For many attorneys, CPAs, and financial advisors, the tax law changes under the One Big Beautiful Bill Act are already familiar. That is not necessarily the case for many of your clients. While you’ve been busy reading articles and evaluating how the changes may affect planning strategies, many clients are just beginning to learn about them, especially as these issues have become more relevant during tax season. Even if you have been discussing the changes with clients for months, keep the conversation going. For many clients, now may be the first time they are truly paying attention.

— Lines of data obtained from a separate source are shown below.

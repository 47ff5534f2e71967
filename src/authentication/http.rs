use std::sync::Arc;

use axum::{extract::State, http::StatusCode, routing::post, Json, Router};
use chrono::{DateTime, Utc};
use serde::{Deserialize, Serialize};
use tracing::{debug, info};

use crate::{
    client_ip::ClientIp,
    http_err::{ApiError, ApiResponse},
    rate_limit::{self, RateLimiter},
    server::AppState,
    users::services::UserService,
};

use super::{Session, SessionKeys};

pub fn routes() -> Router<AppState> {
    Router::new().route("/sessions", post(create_session))
}

#[derive(Deserialize)]
struct EmailPasswordPair {
    email: String,
    password: String,
}

#[derive(Serialize)]
#[serde(rename_all = "camelCase")]
struct CreatedSession {
    token: String,
    expires_at: DateTime<Utc>,
}

async fn create_session(
    ClientIp(client_ip): ClientIp,
    State(rate_limiter): State<Arc<dyn RateLimiter>>,
    State(user_service): State<UserService>,
    State(session_keys): State<SessionKeys>,
    Json(credentials): Json<EmailPasswordPair>,
) -> ApiResponse<(StatusCode, Json<CreatedSession>)> {
    rate_limit::enforce(
        rate_limiter.as_ref(),
        &format!("/sessions_post_{}", client_ip),
        10,
    )?;

    let user = match user_service
        .authenticate(&credentials.email, &credentials.password)
        .await?
    {
        Some(user) => user,
        None => {
            debug!("Rejected login attempt.");

            return Err(ApiError::BadRequestReason(
                "Invalid email or password.".to_owned(),
            ));
        }
    };

    let session = Session::new_for_user(user.id);
    let (token, expires_at) = session_keys.issue(&session)?;
    info!(user_id = %user.id, session_id = %session.id(), "Created session.");

    Ok((
        StatusCode::CREATED,
        Json(CreatedSession { token, expires_at }),
    ))
}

Here are three things to know:

— Mainstream media is increasing its coverage of charitable planning strategies. For example, the Wall Street Journal recently published an article about donor advised funds as a tool for tax savings and community impact. Many clients may not realize that Community Foundation Tampa Bay offers donor-advised funds, along with other options for structuring a charitable giving plan to support their favorite causes and address critical community needs. Be sure to reach out to the Community Foundation whenever a client asks about setting up a donor advised fund.  

—Thoughtful planning is especially important in light of the new floor on itemized charitable deductions. Starting in 2026, to be eligible for a deduction, a client’s qualified deductions must exceed 0.5% of adjusted gross income, essentially raising the threshold at which charitable giving produces a tax benefit. This could make it advantageous for some of your clients to “bunch” charitable contributions through a donor advised fund, allowing the client to front-load donations into a single tax year to cross the threshold.  

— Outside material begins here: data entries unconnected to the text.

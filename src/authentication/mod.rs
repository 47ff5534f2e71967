//! Bearer token sessions and the routes that issue them.

pub mod http;
mod session;

pub use session::{Session, SessionError, SessionKeys};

—At the same time, under a “cap” provision in the new law, if a client is in the 37% federal income tax bracket, itemized charitable deductions are now capped at the 35% tax rate. In simplified terms, depending on other factors, this means that if a client donates $10,000, the tax break would be $3,500 instead of $3,700. In short, the floor and the cap add extra complexity to helping clients plan their charitable contributions.  

—The new tax laws have changed the landscape for not only your clients who itemize deductions but also for those who do not itemize. Non-itemizers are now eligible for an “above the line” deduction of $1,000 for single filers and $2,000 for joint filers. Be aware, however, that the new deduction for non-itemizers does not apply to noncash gifts or gifts to donor-advised funds. Because both noncash gifts and gifts to donor advised funds are important tax planning tools for many clients, this limitation is worth noting in your discussions.  

—Finally, remember that donating appreciated stock held for more than one year is usually more tax-efficient than writing a check. That’s because it allows your client to avoid capital gains tax on the appreciation. What’s more, clients who itemize deductions will be eligible to claim a tax deduction for the full fair market value.  

We know the new tax laws add another layer of complexity to your work, and the Community Foundation team is happy to point you in the right direction as you conduct research and offer counsel to your clients. And remember, you don’t have to jump headfirst into the complexity during your client discussions. Even talking about philanthropy in the simplest terms can help strengthen your client relationships and grow your practice.

Nicolette Lewis, J.D., is Associate Counsel, Philanthropic Giving at Community Foundation Tampa Bay. She combines her legal background with her passion for nonprofits to provide donors, fundholders, and professional advisors with comprehensive giving experience. She can be reached by phone at (813) 609-4855 or via email at nlewis@cftampabay.org.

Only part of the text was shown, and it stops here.